§ **Your objective**:
Within the data that follows, set down exactly the lines from the one containing "pub const CLOSE: i32 = 9;" through the one containing "pub const DELAYED_CLOSE: i32 = 75;", both ends included.

-- Listed entries follows --

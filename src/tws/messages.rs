//! TWS wire constants and capture framing.
//!
//! On the wire every message is length-prefixed:
//!   [4-byte big-endian length][payload]
//! and the payload is a sequence of NUL-terminated fields. Capture files used
//! for offline replay store frames in exactly this shape.

use std::io::{self, Read, Write};

/// Write one length-prefixed frame.
pub fn write_frame<S: AsRef<str>>(writer: &mut impl Write, fields: &[S]) -> io::Result<()> {
    let mut payload = Vec::new();
    for field in fields {
        payload.extend_from_slice(field.as_ref().as_bytes());
        payload.push(0);
    }
    let len = u32::try_from(payload.len())
        .map_err(|_| io::Error::new(io::ErrorKind::InvalidInput, "frame exceeds 4 GiB"))?;
    writer.write_all(&len.to_be_bytes())?;
    writer.write_all(&payload)?;
    writer.flush()
}

/// Largest payload the gateway will put in one frame.
pub const MAX_FRAME_LEN: usize = 0x00FF_FFFF;

/// Read one length-prefixed frame.
/// Returns `None` on a clean end of stream between frames. A length prefix
/// cut short, a payload cut short, or a length above [`MAX_FRAME_LEN`] is an error.
pub fn read_frame(reader: &mut impl Read) -> io::Result<Option<Vec<String>>> {
    let mut len_buf = [0u8; 4];
    let mut filled = 0;
    while filled < len_buf.len() {
        match reader.read(&mut len_buf[filled..]) {
            Ok(0) if filled == 0 => return Ok(None),
            Ok(0) => {
                return Err(io::Error::new(
                    io::ErrorKind::UnexpectedEof,
                    format!("length prefix cut short after {filled} bytes"),
                ));
            }
            Ok(n) => filled += n,
            Err(e) if e.kind() == io::ErrorKind::Interrupted => {}
            Err(e) => return Err(e),
        }
    }
    let len = u32::from_be_bytes(len_buf) as usize;
    if len > MAX_FRAME_LEN {
        return Err(io::Error::new(
            io::ErrorKind::InvalidData,
            format!("frame length {len} exceeds {MAX_FRAME_LEN}"),
        ));
    }

    let mut payload = vec![0u8; len];
    reader.read_exact(&mut payload)?;

    let mut fields = Vec::new();
    let mut start = 0;
    for (i, &b) in payload.iter().enumerate() {
        if b == 0 {
            fields.push(String::from_utf8_lossy(&payload[start..i]).into_owned());
            start = i + 1;
        }
    }

    Ok(Some(fields))
}

/// Incoming message type ids.
pub mod in_msg {
    pub const TICK_PRICE: i32 = 1;
    pub const TICK_SIZE: i32 = 2;
    pub const ORDER_STATUS: i32 = 3;
    pub const ERR_MSG: i32 = 4;
    pub const OPEN_ORDER: i32 = 5;
    pub const ACCT_VALUE: i32 = 6;
    pub const PORTFOLIO_VALUE: i32 = 7;
    pub const ACCT_UPDATE_TIME: i32 = 8;
    pub const NEXT_VALID_ID: i32 = 9;
    pub const CONTRACT_DATA: i32 = 10;
    pub const EXECUTION_DATA: i32 = 11;
    pub const MARKET_DEPTH: i32 = 12;
    pub const MARKET_DEPTH_L2: i32 = 13;
    pub const NEWS_BULLETINS: i32 = 14;
    pub const MANAGED_ACCTS: i32 = 15;
    pub const RECEIVE_FA: i32 = 16;
    pub const HISTORICAL_DATA: i32 = 17;
    pub const BOND_CONTRACT_DATA: i32 = 18;
    pub const SCANNER_PARAMETERS: i32 = 19;
    pub const SCANNER_DATA: i32 = 20;
    pub const TICK_OPTION_COMPUTATION: i32 = 21;
    pub const TICK_GENERIC: i32 = 45;
    pub const TICK_STRING: i32 = 46;
    pub const TICK_EFP: i32 = 47;
    pub const CURRENT_TIME: i32 = 49;
    pub const REAL_TIME_BARS: i32 = 50;
    pub const FUNDAMENTAL_DATA: i32 = 51;
    pub const CONTRACT_DATA_END: i32 = 52;
    pub const OPEN_ORDER_END: i32 = 53;
    pub const ACCT_DOWNLOAD_END: i32 = 54;
    pub const EXECUTION_DATA_END: i32 = 55;
    pub const DELTA_NEUTRAL_VALIDATION: i32 = 56;
    pub const TICK_SNAPSHOT_END: i32 = 57;
    pub const MARKET_DATA_TYPE: i32 = 58;
    pub const COMMISSION_REPORT: i32 = 59;
    pub const POSITION: i32 = 61;
    pub const POSITION_END: i32 = 62;
    pub const ACCOUNT_SUMMARY: i32 = 63;
    pub const ACCOUNT_SUMMARY_END: i32 = 64;
    pub const VERIFY_MESSAGE_API: i32 = 65;
    pub const VERIFY_COMPLETED: i32 = 66;
    pub const DISPLAY_GROUP_LIST: i32 = 67;
    pub const DISPLAY_GROUP_UPDATED: i32 = 68;
    pub const VERIFY_AND_AUTH_MESSAGE_API: i32 = 69;
    pub const VERIFY_AND_AUTH_COMPLETED: i32 = 70;
    pub const POSITION_MULTI: i32 = 71;
    pub const POSITION_MULTI_END: i32 = 72;
    pub const ACCOUNT_UPDATE_MULTI: i32 = 73;
    pub const ACCOUNT_UPDATE_MULTI_END: i32 = 74;
    pub const SECURITY_DEFINITION_OPTION_PARAMETER: i32 = 75;
    pub const SECURITY_DEFINITION_OPTION_PARAMETER_END: i32 = 76;
    pub const SOFT_DOLLAR_TIERS: i32 = 77;
    pub const FAMILY_CODES: i32 = 78;
    pub const SYMBOL_SAMPLES: i32 = 79;
    pub const MKT_DEPTH_EXCHANGES: i32 = 80;
    pub const TICK_REQ_PARAMS: i32 = 81;
    pub const SMART_COMPONENTS: i32 = 82;
    pub const NEWS_ARTICLE: i32 = 83;
    pub const TICK_NEWS: i32 = 84;
    pub const NEWS_PROVIDERS: i32 = 85;
    pub const HISTORICAL_NEWS: i32 = 86;
    pub const HISTORICAL_NEWS_END: i32 = 87;
    pub const HEAD_TIMESTAMP: i32 = 88;
    pub const HISTOGRAM_DATA: i32 = 89;
    pub const HISTORICAL_DATA_UPDATE: i32 = 90;
    pub const REROUTE_MKT_DATA: i32 = 91;
    pub const REROUTE_MKT_DEPTH: i32 = 92;
    pub const MARKET_RULE: i32 = 93;
    pub const PNL: i32 = 94;
    pub const PNL_SINGLE: i32 = 95;
    pub const HISTORICAL_TICKS: i32 = 96;
    pub const HISTORICAL_TICKS_BID_ASK: i32 = 97;
    pub const HISTORICAL_TICKS_LAST: i32 = 98;
    pub const TICK_BY_TICK: i32 = 99;
    pub const ORDER_BOUND: i32 = 100;
    pub const COMPLETED_ORDER: i32 = 101;
    pub const COMPLETED_ORDERS_END: i32 = 102;

    /// Registry name of a message id, used in decode diagnostics.
    pub fn name(id: i32) -> &'static str {
        match id {
            TICK_PRICE => "TICK_PRICE",
            TICK_SIZE => "TICK_SIZE",
            ORDER_STATUS => "ORDER_STATUS",
            ERR_MSG => "ERR_MSG",
            OPEN_ORDER => "OPEN_ORDER",
            ACCT_VALUE => "ACCT_VALUE",
            PORTFOLIO_VALUE => "PORTFOLIO_VALUE",
            ACCT_UPDATE_TIME => "ACCT_UPDATE_TIME",
            NEXT_VALID_ID => "NEXT_VALID_ID",
            CONTRACT_DATA => "CONTRACT_DATA",
            EXECUTION_DATA => "EXECUTION_DATA",
            MARKET_DEPTH => "MARKET_DEPTH",
            MARKET_DEPTH_L2 => "MARKET_DEPTH_L2",
            NEWS_BULLETINS => "NEWS_BULLETINS",
            MANAGED_ACCTS => "MANAGED_ACCTS",
            RECEIVE_FA => "RECEIVE_FA",
            HISTORICAL_DATA => "HISTORICAL_DATA",
            BOND_CONTRACT_DATA => "BOND_CONTRACT_DATA",
            SCANNER_PARAMETERS => "SCANNER_PARAMETERS",
            SCANNER_DATA => "SCANNER_DATA",
            TICK_OPTION_COMPUTATION => "TICK_OPTION_COMPUTATION",
            TICK_GENERIC => "TICK_GENERIC",
            TICK_STRING => "TICK_STRING",
            TICK_EFP => "TICK_EFP",
            CURRENT_TIME => "CURRENT_TIME",
            REAL_TIME_BARS => "REAL_TIME_BARS",
            FUNDAMENTAL_DATA => "FUNDAMENTAL_DATA",
            CONTRACT_DATA_END => "CONTRACT_DATA_END",
            OPEN_ORDER_END => "OPEN_ORDER_END",
            ACCT_DOWNLOAD_END => "ACCT_DOWNLOAD_END",
            EXECUTION_DATA_END => "EXECUTION_DATA_END",
            DELTA_NEUTRAL_VALIDATION => "DELTA_NEUTRAL_VALIDATION",
            TICK_SNAPSHOT_END => "TICK_SNAPSHOT_END",
            MARKET_DATA_TYPE => "MARKET_DATA_TYPE",
            COMMISSION_REPORT => "COMMISSION_REPORT",
            POSITION => "POSITION",
            POSITION_END => "POSITION_END",
            ACCOUNT_SUMMARY => "ACCOUNT_SUMMARY",
            ACCOUNT_SUMMARY_END => "ACCOUNT_SUMMARY_END",
            VERIFY_MESSAGE_API => "VERIFY_MESSAGE_API",
            VERIFY_COMPLETED => "VERIFY_COMPLETED",
            DISPLAY_GROUP_LIST => "DISPLAY_GROUP_LIST",
            DISPLAY_GROUP_UPDATED => "DISPLAY_GROUP_UPDATED",
            VERIFY_AND_AUTH_MESSAGE_API => "VERIFY_AND_AUTH_MESSAGE_API",
            VERIFY_AND_AUTH_COMPLETED => "VERIFY_AND_AUTH_COMPLETED",
            POSITION_MULTI => "POSITION_MULTI",
            POSITION_MULTI_END => "POSITION_MULTI_END",
            ACCOUNT_UPDATE_MULTI => "ACCOUNT_UPDATE_MULTI",
            ACCOUNT_UPDATE_MULTI_END => "ACCOUNT_UPDATE_MULTI_END",
            SECURITY_DEFINITION_OPTION_PARAMETER => "SECURITY_DEFINITION_OPTION_PARAMETER",
            SECURITY_DEFINITION_OPTION_PARAMETER_END => "SECURITY_DEFINITION_OPTION_PARAMETER_END",
            SOFT_DOLLAR_TIERS => "SOFT_DOLLAR_TIERS",
            FAMILY_CODES => "FAMILY_CODES",
            SYMBOL_SAMPLES => "SYMBOL_SAMPLES",
            MKT_DEPTH_EXCHANGES => "MKT_DEPTH_EXCHANGES",
            TICK_REQ_PARAMS => "TICK_REQ_PARAMS",
            SMART_COMPONENTS => "SMART_COMPONENTS",
            NEWS_ARTICLE => "NEWS_ARTICLE",
            TICK_NEWS => "TICK_NEWS",
            NEWS_PROVIDERS => "NEWS_PROVIDERS",
            HISTORICAL_NEWS => "HISTORICAL_NEWS",
            HISTORICAL_NEWS_END => "HISTORICAL_NEWS_END",
            HEAD_TIMESTAMP => "HEAD_TIMESTAMP",
            HISTOGRAM_DATA => "HISTOGRAM_DATA",
            HISTORICAL_DATA_UPDATE => "HISTORICAL_DATA_UPDATE",
            REROUTE_MKT_DATA => "REROUTE_MKT_DATA",
            REROUTE_MKT_DEPTH => "REROUTE_MKT_DEPTH",
            MARKET_RULE => "MARKET_RULE",
            PNL => "PNL",
            PNL_SINGLE => "PNL_SINGLE",
            HISTORICAL_TICKS => "HISTORICAL_TICKS",
            HISTORICAL_TICKS_BID_ASK => "HISTORICAL_TICKS_BID_ASK",
            HISTORICAL_TICKS_LAST => "HISTORICAL_TICKS_LAST",
            TICK_BY_TICK => "TICK_BY_TICK",
            ORDER_BOUND => "ORDER_BOUND",
            COMPLETED_ORDER => "COMPLETED_ORDER",
            COMPLETED_ORDERS_END => "COMPLETED_ORDERS_END",
            _ => "UNKNOWN",
        }
    }
}

/// Server versions at which optional fields appear.
pub mod min_server_ver {
    pub const PTA_ORDERS: i32 = 39;
    pub const FRACTIONAL_POSITIONS: i32 = 101;
    pub const PEGGED_TO_BENCHMARK: i32 = 102;
    pub const MODELS_SUPPORT: i32 = 103;
    pub const SOFT_DOLLAR_TIER: i32 = 106;
    pub const PAST_LIMIT: i32 = 109;
    pub const MD_SIZE_MULTIPLIER: i32 = 110;
    pub const CASH_QTY: i32 = 111;
    pub const SERVICE_DATA_TYPE: i32 = 120;
    pub const AGG_GROUP: i32 = 121;
    pub const UNDERLYING_INFO: i32 = 122;
    pub const SYNT_REALTIME_BARS: i32 = 124;
    pub const MARKET_RULES: i32 = 126;
    pub const UNREALIZED_PNL: i32 = 129;
    pub const MARKET_CAP_PRICE: i32 = 131;
    pub const PRE_OPEN_BID_ASK: i32 = 132;
    pub const REAL_EXPIRATION_DATE: i32 = 134;
    pub const REALIZED_PNL: i32 = 135;
    pub const LAST_LIQUIDITY: i32 = 136;
    pub const AUTO_PRICE_FOR_HEDGE: i32 = 141;
    pub const WHAT_IF_EXT_FIELDS: i32 = 142;
    pub const ORDER_CONTAINER: i32 = 145;
    pub const SMART_DEPTH: i32 = 146;
    pub const D_PEG_ORDERS: i32 = 148;
    pub const PRICE_MGMT_ALGO: i32 = 151;
    pub const ENCODE_MSG_ASCII7: i32 = 153;
    pub const FRACTIONAL_SIZE_SUPPORT: i32 = 163;
    pub const ADVANCED_ORDER_REJECT: i32 = 166;
}

/// Tick type IDs.
pub mod tick_type {
    pub const BID_SIZE: i32 = 0;
    pub const BID: i32 = 1;
    pub const ASK: i32 = 2;
    pub const ASK_SIZE: i32 = 3;
    pub const LAST: i32 = 4;
    pub const LAST_SIZE: i32 = 5;
    pub const VOLUME: i32 = 8;
    pub const CLOSE: i32 = 9;
    pub const MODEL_OPTION: i32 = 13;
    pub const DELAYED_BID: i32 = 66;
    pub const DELAYED_ASK: i32 = 67;
    pub const DELAYED_LAST: i32 = 68;
    pub const DELAYED_BID_SIZE: i32 = 69;
    pub const DELAYED_ASK_SIZE: i32 = 70;
    pub const DELAYED_LAST_SIZE: i32 = 71;
    pub const DELAYED_CLOSE: i32 = 75;
    pub const DELAYED_MODEL_OPTION: i32 = 83;

    /// Size tick type reported alongside a price tick, if any.
    pub fn size_companion(price_tick: i32) -> Option<i32> {
        match price_tick {
            BID => Some(BID_SIZE),
            ASK => Some(ASK_SIZE),
            LAST => Some(LAST_SIZE),
            DELAYED_BID => Some(DELAYED_BID_SIZE),
            DELAYED_ASK => Some(DELAYED_ASK_SIZE),
            DELAYED_LAST => Some(DELAYED_LAST_SIZE),
            _ => None,
        }
    }
}

/// Error codes used on the error channel.
pub mod error_code {
    /// Request id meaning "not tied to a request".
    pub const NO_VALID_ID: i32 = -1;
    pub const ALREADY_CONNECTED: i32 = 501;
    pub const CONNECT_FAIL: i32 = 502;
    pub const NOT_CONNECTED: i32 = 504;
    pub const UNKNOWN_ID: i32 = 505;
    pub const BAD_LENGTH: i32 = 507;
    pub const BAD_MESSAGE: i32 = 508;
    pub const FAIL_SEND: i32 = 509;
}

#[cfg(test)]
mod tests {
    use super::*;

    #[test]
    fn test_write_and_read_frame() {
        let mut buf = Vec::new();
        write_frame(&mut buf, &["9", "1", "42"]).unwrap();

        let mut cursor = std::io::Cursor::new(buf);
        let fields = read_frame(&mut cursor).unwrap();
        assert_eq!(fields, Some(vec!["9".to_string(), "1".into(), "42".into()]));
        assert_eq!(read_frame(&mut cursor).unwrap(), None);
    }

    #[test]
    fn test_empty_fields_survive_framing() {
        let mut buf = Vec::new();
        write_frame(&mut buf, &["1", "", "3"]).unwrap();
        assert_eq!(&buf[..4], &5u32.to_be_bytes());

        let fields = read_frame(&mut std::io::Cursor::new(buf)).unwrap().unwrap();
        assert_eq!(fields, vec!["1", "", "3"]);
    }

    #[test]
    fn test_truncated_frame_is_an_error() {
        let mut buf = Vec::new();
        write_frame(&mut buf, &["hello"]).unwrap();
        buf.truncate(buf.len() - 2);
        assert!(read_frame(&mut std::io::Cursor::new(buf)).is_err());
    }

    #[test]
    fn test_partial_length_prefix_is_an_error() {
        let err = read_frame(&mut std::io::Cursor::new(vec![0u8, 0])).unwrap_err();
        assert_eq!(err.kind(), std::io::ErrorKind::UnexpectedEof);
        assert_eq!(read_frame(&mut std::io::Cursor::new(Vec::new())).unwrap(), None);
    }

    #[test]
    fn test_oversized_length_is_rejected() {
        let mut buf = (MAX_FRAME_LEN as u32 + 1).to_be_bytes().to_vec();
        buf.extend_from_slice(b"x\0");
        let err = read_frame(&mut std::io::Cursor::new(buf)).unwrap_err();
        assert_eq!(err.kind(), std::io::ErrorKind::InvalidData);
    }

    #[test]
    fn test_message_names() {
        assert_eq!(in_msg::name(in_msg::TICK_PRICE), "TICK_PRICE");
        assert_eq!(in_msg::name(in_msg::COMPLETED_ORDERS_END), "COMPLETED_ORDERS_END");
        assert_eq!(in_msg::name(4242), "UNKNOWN");
    }

    #[test]
    fn test_size_companions() {
        assert_eq!(tick_type::size_companion(tick_type::BID), Some(tick_type::BID_SIZE));
        assert_eq!(tick_type::size_companion(tick_type::ASK), Some(tick_type::ASK_SIZE));
        assert_eq!(tick_type::size_companion(tick_type::LAST), Some(tick_type::LAST_SIZE));
        assert_eq!(
            tick_type::size_companion(tick_type::DELAYED_LAST),
            Some(tick_type::DELAYED_LAST_SIZE)
        );
        assert_eq!(tick_type::size_companion(tick_type::CLOSE), None);
        assert_eq!(tick_type::size_companion(tick_type::DELAYED_CLOSE), None);
    }
}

-- Listed entries concluded --

§ **The completed task**:
    pub const CLOSE: i32 = 9;
    pub const MODEL_OPTION: i32 = 13;
    pub const DELAYED_BID: i32 = 66;
    pub const DELAYED_ASK: i32 = 67;
    pub const DELAYED_LAST: i32 = 68;
    pub const DELAYED_BID_SIZE: i32 = 69;
    pub const DELAYED_ASK_SIZE: i32 = 70;
    pub const DELAYED_LAST_SIZE: i32 = 71;
    pub const DELAYED_CLOSE: i32 = 75;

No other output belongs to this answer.